The British-born Dr. Potts was rumpled, tweedy and irreverent. He was of a generation that did not pander to political correctness, and he had a collection of ties printed with condoms. He was also one of Berkeley's most popular professors. His classes on human sexuality, at which he dispensed policy points, naughty anecdotes and common sense, were filled to overflowing. Dr. Bertozzi called him the Bernie Sanders of Berkeley.
'He was the biggest feminist I ever met — and the most unlikely,' said Alisha Graves, a public-health policy expert and former student of Dr. Potts's. Together the two of them founded OASIS (the initials stand for Organizing to Advance Solutions in the Sahel), an organization that serves women in the Sahel, a region just below the Sahara that encompasses 10 countries and has been battered by climate change, poverty and high rates of fertility — as well as its terrible byproduct, maternal mortality.
Dr. Potts's focus was global, but his first brush with the fallout from unwanted pregnancies happened at home.
A newly minted obstetrician, he was fresh out of medical school at the University of Cambridge when he was posted to a busy hospital in North London. There, he regularly treated women suffering from incomplete abortions — meaning that they were still pregnant, but losing blood.
It was the early 1960s, abortion was not yet legal in England, and, Dr. Potts said, the experience was an epiphany.
He opened a clinic to provide contraception to single women and vasectomies to men. And he joined a lobbying group of medical professionals working for the legalization of abortion in Britain, which happened in 1967.
Dr. Potts became a well-known booster of oral contraceptives; he once told a newspaper reporter that the Pill was so safe, he would give it to his 2-year-old daughter. He famously appeared on David Frost's late-1960s talk show, 'The Frost Programme,' to debate the merits of oral contraceptives with a conservative gynecologist. The gynecologist averred that they were so dangerous, he would prescribe them only to prostitutes. Dr. Potts responded by pouring a bag of rice onto a table and picking out two grains, to indicate the percentage of women at risk of death from taking birth control pills. He then counted out 27 grains to illustrate the percentage of women at risk of dying from an unintended pregnancy.

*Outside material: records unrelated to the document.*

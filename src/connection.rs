//! Per-client connection state.
//!
//! A connection's lifetime is bounded by one accept completion (creation)
//! and one close completion (destruction). Recv/write/close discipline,
//! "at most one recv and at most one write/close outstanding", is
//! enforced by which function submits the next op, not by literal slots
//! on this struct; see the op token slab in `runtime::engine`.

use bytes::BytesMut;
use slab::Slab;
use std::os::unix::io::RawFd;

/// Scratch buffer size reserved on every connection. Unused by the
/// command path; kept for parity with the original per-connection layout.
const SCRATCH_BUF_SIZE: usize = 512;

/// A single client connection.
pub struct Connection {
    /// Socket handle.
    pub fd: RawFd,
    /// Reserved, presently unused by the command path.
    #[allow(dead_code)]
    pub scratch_buf: Vec<u8>,
    /// Holds the encoded reply between `process()` building it and the
    /// engine writing it out.
    pub reply_buf: BytesMut,
    /// Set by `CLIENT SETNAME`; not read back by the command path.
    pub client_name: Option<String>,
    /// Set by `CLIENT SETINFO`; not read back by the command path.
    pub client_version: Option<String>,
}

impl Connection {
    pub fn new(fd: RawFd) -> Self {
        Self {
            fd,
            scratch_buf: vec![0u8; SCRATCH_BUF_SIZE],
            reply_buf: BytesMut::new(),
            client_name: None,
            client_version: None,
        }
    }
}

/// Slab-indexed registry of live connections, keyed by the id used as
/// `conn_id` inside `OpKind`.
pub struct ConnectionRegistry {
    connections: Slab<Connection>,
}

impl ConnectionRegistry {
    pub fn new() -> Self {
        Self {
            connections: Slab::new(),
        }
    }

    pub fn insert(&mut self, conn: Connection) -> usize {
        self.connections.insert(conn)
    }

    pub fn get(&self, id: usize) -> Option<&Connection> {
        self.connections.get(id)
    }

    pub fn get_mut(&mut self, id: usize) -> Option<&mut Connection> {
        self.connections.get_mut(id)
    }

    pub fn remove(&mut self, id: usize) -> Option<Connection> {
        if self.connections.contains(id) {
            Some(self.connections.remove(id))
        } else {
            None
        }
    }

    pub fn len(&self) -> usize {
        self.connections.len()
    }

    pub fn is_empty(&self) -> bool {
        self.connections.is_empty()
    }
}

impl Default for ConnectionRegistry {
    fn default() -> Self {
        Self::new()
    }
}

#[cfg(test)]
mod tests {
    use super::*;

    #[test]
    fn insert_get_remove_roundtrip() {
        let mut registry = ConnectionRegistry::new();
        let id = registry.insert(Connection::new(42));

        assert_eq!(registry.len(), 1);
        assert_eq!(registry.get(id).unwrap().fd, 42);

        let removed = registry.remove(id).unwrap();
        assert_eq!(removed.fd, 42);
        assert!(registry.is_empty());
        assert!(registry.remove(id).is_none());
    }

    #[test]
    fn scratch_buffer_is_allocated_but_unused() {
        let conn = Connection::new(1);
        assert_eq!(conn.scratch_buf.len(), SCRATCH_BUF_SIZE);
        assert!(conn.reply_buf.is_empty());
    }

    #[test]
    fn client_name_defaults_to_none() {
        let conn = Connection::new(1);
        assert!(conn.client_name.is_none());
        assert!(conn.client_version.is_none());
    }
}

'It would be a service to mankind if the Pill were available in vending machines and cigarettes were placed on prescription,' Dr. Potts told Reader's Digest in 1969. (It was a sign of the times that cigarettes were then sold in vending machines, like candy.)
In 1968, Dr. Potts became the medical director of the International Planned Parenthood Federation. In that position, he saw firsthand how the low status of women in poor countries led to harsh outcomes in their reproductive health.

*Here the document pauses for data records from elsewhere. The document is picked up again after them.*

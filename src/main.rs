//! ringkv: a single-node, in-memory key-value server speaking a RESP 2.0
//! subset over a completion-based io_uring engine.

mod config;
mod connection;
mod error;
mod resp;
mod runtime;
mod server;
mod signal;
mod store;

use config::CliArgs;
use server::Server;
use tracing::{error, info};
use tracing_subscriber::EnvFilter;

fn main() -> Result<(), Box<dyn std::error::Error>> {
    let args = CliArgs::load();

    let filter =
        EnvFilter::try_from_default_env().unwrap_or_else(|_| EnvFilter::new(&args.log_level));

    tracing_subscriber::fmt()
        .with_env_filter(filter)
        .with_target(false)
        .init();

    info!(port = config::PORT, "starting ringkv");

    let server = Server::bind().map_err(|e| {
        error!(error = %e, "failed to initialize server");
        e
    })?;

    server.run()?;

    info!("ringkv shut down");
    Ok(())
}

He began to research ways to provide safe abortions in places where medical care was delivered in less-than-optimal conditions. He read about Harvey Karman, an eccentric activist and psychologist in training at the University of California, Los Angeles, who had come up with a way of performing abortions that was safer and less painful than what was then the more frequently used method, dilation and curettage. Vacuum extraction, as the technique is called, is now the most common surgical procedure for ending a pregnancy.

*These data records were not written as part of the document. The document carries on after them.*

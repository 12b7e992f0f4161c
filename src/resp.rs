//! RESP 2.0 parser and reply encoder.
//!
//! A pure, reentrant decoder from a contiguous byte buffer into a
//! [`ParseItem`]. Unlike a streaming parser, this assumes the buffer
//! already holds one complete frame, so there is no `Incomplete` variant.
//! No network I/O happens here.

use bytes::BytesMut;
use std::fmt;

/// A decoded RESP value.
///
/// `String` covers both the simple-string (`+`) and bulk-string (`$`)
/// wire encodings; the distinction doesn't survive parsing. It borrows
/// from the input buffer, so a `ParseItem` must not outlive it.
#[derive(Debug, Clone, PartialEq, Eq)]
pub enum ParseItem<'a> {
    String(&'a [u8]),
    Integer(i64),
    List(Vec<ParseItem<'a>>),
}

/// Parse failure: malformed bytes, a truncated frame, or an unrecognized
/// leading byte. Error frames (`-`) are not accepted from clients.
#[derive(Debug, Clone, PartialEq, Eq)]
pub struct InvalidInput(pub &'static str);

impl fmt::Display for InvalidInput {
    fn fmt(&self, f: &mut fmt::Formatter<'_>) -> fmt::Result {
        write!(f, "invalid RESP input: {}", self.0)
    }
}

impl std::error::Error for InvalidInput {}

/// Parse one complete RESP frame from `buf`, returning the decoded item
/// and the number of bytes consumed.
pub fn parse(buf: &[u8]) -> Result<(ParseItem<'_>, usize), InvalidInput> {
    if buf.is_empty() {
        return Err(InvalidInput("empty buffer"));
    }

    match buf[0] {
        b'+' => parse_simple_string(buf),
        b'$' => parse_bulk_string(buf),
        b'*' => parse_array(buf),
        b':' => parse_integer(buf),
        _ => Err(InvalidInput("unknown type prefix")),
    }
}

/// Find the first CRLF in `buf`, returning the index of the `\r`.
fn find_crlf(buf: &[u8]) -> Option<usize> {
    if buf.len() < 2 {
        return None;
    }
    (0..=buf.len() - 2).find(|&i| buf[i] == b'\r' && buf[i + 1] == b'\n')
}

fn parse_simple_string(buf: &[u8]) -> Result<(ParseItem<'_>, usize), InvalidInput> {
    let end = find_crlf(&buf[1..]).ok_or(InvalidInput("simple string missing CRLF"))?;
    Ok((ParseItem::String(&buf[1..1 + end]), 1 + end + 2))
}

fn parse_decimal_line(buf: &[u8]) -> Result<(i64, usize), InvalidInput> {
    let end = find_crlf(&buf[1..]).ok_or(InvalidInput("length/integer missing CRLF"))?;
    let line = &buf[1..1 + end];

    let (negative, digits) = match line.split_first() {
        Some((b'-', rest)) => (true, rest),
        _ => (false, line),
    };

    if digits.is_empty() {
        return Err(InvalidInput("empty decimal"));
    }

    let mut value: i64 = 0;
    for &b in digits {
        if !b.is_ascii_digit() {
            return Err(InvalidInput("non-digit in decimal"));
        }
        value = value
            .checked_mul(10)
            .and_then(|v| v.checked_add((b - b'0') as i64))
            .ok_or(InvalidInput("decimal overflow"))?;
    }

    Ok((if negative { -value } else { value }, 1 + end + 2))
}

fn parse_integer(buf: &[u8]) -> Result<(ParseItem<'_>, usize), InvalidInput> {
    let (value, consumed) = parse_decimal_line(buf)?;
    Ok((ParseItem::Integer(value), consumed))
}

fn parse_bulk_string(buf: &[u8]) -> Result<(ParseItem<'_>, usize), InvalidInput> {
    let (len, header_len) = parse_decimal_line(buf)?;
    if len < 0 {
        return Err(InvalidInput("negative bulk string length"));
    }
    let len = len as usize;

    let data_start = header_len;
    let data_end = data_start
        .checked_add(len)
        .ok_or(InvalidInput("bulk string length overflow"))?;
    let total = data_end
        .checked_add(2)
        .ok_or(InvalidInput("bulk string length overflow"))?;

    if buf.len() < total {
        return Err(InvalidInput("bulk string truncated"));
    }
    if buf[data_end] != b'\r' || buf[data_end + 1] != b'\n' {
        return Err(InvalidInput("bulk string missing trailing CRLF"));
    }

    Ok((ParseItem::String(&buf[data_start..data_end]), total))
}

fn parse_array(buf: &[u8]) -> Result<(ParseItem<'_>, usize), InvalidInput> {
    let (count, header_len) = parse_decimal_line(buf)?;
    if count < 0 {
        return Err(InvalidInput("negative array length"));
    }
    let count = count as usize;

    let mut offset = header_len;
    let mut items = Vec::with_capacity(count);

    for _ in 0..count {
        if offset >= buf.len() {
            return Err(InvalidInput("array truncated"));
        }
        let (item, consumed) = parse(&buf[offset..])?;
        items.push(item);
        offset += consumed;
    }

    Ok((ParseItem::List(items), offset))
}

/// Encode a simple string reply: `+<s>\r\n`.
pub fn encode_simple(out: &mut BytesMut, s: &[u8]) {
    out.extend_from_slice(b"+");
    out.extend_from_slice(s);
    out.extend_from_slice(b"\r\n");
}

/// Encode a server-originated RESP error: `-<msg>\r\n`. The parser never
/// produces these from client input; they're only sent back to a client
/// whose own frame failed to parse.
pub fn encode_error(out: &mut BytesMut, msg: &str) {
    out.extend_from_slice(b"-");
    out.extend_from_slice(msg.as_bytes());
    out.extend_from_slice(b"\r\n");
}

/// Encode an integer reply: `:<n>\r\n`.
pub fn encode_integer(out: &mut BytesMut, n: i64) {
    out.extend_from_slice(b":");
    out.extend_from_slice(n.to_string().as_bytes());
    out.extend_from_slice(b"\r\n");
}

/// Encode a bulk string reply: `$<len>\r\n<bytes>\r\n`.
pub fn encode_bulk(out: &mut BytesMut, data: &[u8]) {
    out.extend_from_slice(b"$");
    out.extend_from_slice(data.len().to_string().as_bytes());
    out.extend_from_slice(b"\r\n");
    out.extend_from_slice(data);
    out.extend_from_slice(b"\r\n");
}

/// Encode a nil bulk string reply: `$-1\r\n`.
pub fn encode_nil(out: &mut BytesMut) {
    out.extend_from_slice(b"$-1\r\n");
}

/// Encode an empty array reply: `*0\r\n`.
pub fn encode_empty_array(out: &mut BytesMut) {
    out.extend_from_slice(b"*0\r\n");
}

#[cfg(test)]
mod tests {
    use super::*;

    #[test]
    fn simple_string_roundtrip() {
        let (item, consumed) = parse(b"+OK\r\n").unwrap();
        assert_eq!(item, ParseItem::String(b"OK"));
        assert_eq!(consumed, 5);
    }

    #[test]
    fn simple_string_allows_embedded_non_cr_bytes() {
        let (item, _) = parse(b"+hello world\r\n").unwrap();
        assert_eq!(item, ParseItem::String(b"hello world"));
    }

    #[test]
    fn bulk_string_is_binary_transparent() {
        let (item, consumed) = parse(b"$5\r\nh\r\n\0l\r\n").unwrap();
        assert_eq!(item, ParseItem::String(b"h\r\n\0l"));
        assert_eq!(consumed, 11);
    }

    #[test]
    fn bulk_string_zero_length() {
        let (item, consumed) = parse(b"$0\r\n\r\n").unwrap();
        assert_eq!(item, ParseItem::String(b""));
        assert_eq!(consumed, 6);
    }

    #[test]
    fn bulk_string_missing_trailing_crlf_is_invalid() {
        assert!(parse(b"$3\r\nfooXX").is_err());
    }

    #[test]
    fn integer_roundtrip() {
        let (item, consumed) = parse(b":1000\r\n").unwrap();
        assert_eq!(item, ParseItem::Integer(1000));
        assert_eq!(consumed, 7);
    }

    #[test]
    fn negative_integer() {
        let (item, _) = parse(b":-42\r\n").unwrap();
        assert_eq!(item, ParseItem::Integer(-42));
    }

    #[test]
    fn integer_extremes() {
        let (item, _) = parse(b":9223372036854775807\r\n").unwrap();
        assert_eq!(item, ParseItem::Integer(i64::MAX));

        let (item, _) = parse(b":-9223372036854775808\r\n").unwrap();
        assert_eq!(item, ParseItem::Integer(i64::MIN));
    }

    #[test]
    fn array_of_bulk_strings() {
        let (item, consumed) = parse(b"*2\r\n$3\r\nfoo\r\n$3\r\nbar\r\n").unwrap();
        assert_eq!(
            item,
            ParseItem::List(vec![ParseItem::String(b"foo"), ParseItem::String(b"bar")])
        );
        assert_eq!(consumed, 22);
    }

    #[test]
    fn empty_array() {
        let (item, consumed) = parse(b"*0\r\n").unwrap();
        assert_eq!(item, ParseItem::List(vec![]));
        assert_eq!(consumed, 4);
    }

    #[test]
    fn nested_array() {
        let (item, _) = parse(b"*1\r\n*1\r\n:5\r\n").unwrap();
        assert_eq!(
            item,
            ParseItem::List(vec![ParseItem::List(vec![ParseItem::Integer(5)])])
        );
    }

    #[test]
    fn array_claiming_too_many_elements_is_invalid() {
        assert!(parse(b"*2\r\n$3\r\nfoo\r\n").is_err());
    }

    #[test]
    fn unknown_prefix_is_invalid() {
        assert!(parse(b"-ERR nope\r\n").is_err());
        assert!(parse(b"xyz\r\n").is_err());
    }

    #[test]
    fn truncating_a_frame_by_one_byte_is_invalid() {
        let frames: &[&[u8]] = &[b"+OK\r\n", b"$5\r\nhello\r\n", b":42\r\n", b"*1\r\n:1\r\n"];
        for frame in frames {
            let truncated = &frame[..frame.len() - 1];
            assert!(parse(truncated).is_err(), "expected error for {truncated:?}");
        }
    }

    #[test]
    fn encode_helpers_produce_expected_wire_bytes() {
        let mut out = BytesMut::new();
        encode_simple(&mut out, b"PONG");
        assert_eq!(&out[..], b"+PONG\r\n");

        let mut out = BytesMut::new();
        encode_bulk(&mut out, b"bar");
        assert_eq!(&out[..], b"$3\r\nbar\r\n");

        let mut out = BytesMut::new();
        encode_nil(&mut out);
        assert_eq!(&out[..], b"$-1\r\n");

        let mut out = BytesMut::new();
        encode_integer(&mut out, -7);
        assert_eq!(&out[..], b":-7\r\n");

        let mut out = BytesMut::new();
        encode_error(&mut out, "ERR bad");
        assert_eq!(&out[..], b"-ERR bad\r\n");

        let mut out = BytesMut::new();
        encode_empty_array(&mut out);
        assert_eq!(&out[..], b"*0\r\n");
    }
}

Dr. Potts sought out Mr. Karman, and together they refined the device he invented to perform vacuum extraction. They wrote about it for The Lancet, the British medical journal, whose editors were unaware that Dr. Potts's co-author was not a medical doctor. Dr. Potts received a grant from the United States Agency for International Development to provide the device to International Planned Parenthood Federation clinics around the world.
In 1972, the two men brought the device to Bangladesh, where they were part of a team of medical professionals invited by the government to perform abortions on rape victims and to train local doctors in the procedure. (Some 1,500 women and girls, many as young as 10 years old, had been raped by Pakistani soldiers during the Indo-Pakistan war of 1971, when Bangladesh won its independence.)
In India, Dr. Potts traveled to Mumbai (then known as Bombay) to provide vasectomies; he set up a clinic on a train station platform because men there were fearful of hospitals. In Thailand, he organized a community-based distribution system of birth control pills and condoms, training market vendors, shopkeepers, schoolteachers and one undertaker to dispense them properly.
A decade ago, Dr. Potts started a company called Cadence with Nap Hosang, an obstetrician who was his colleague at Berkeley, and Samantha Miller, a pharmaceutical industry veteran, to produce a birth control pill that could be sold without a prescription. After years of holdups by the Food and Drug Administration, exacerbated in recent months by layoffs at the agency, it has yet to be approved.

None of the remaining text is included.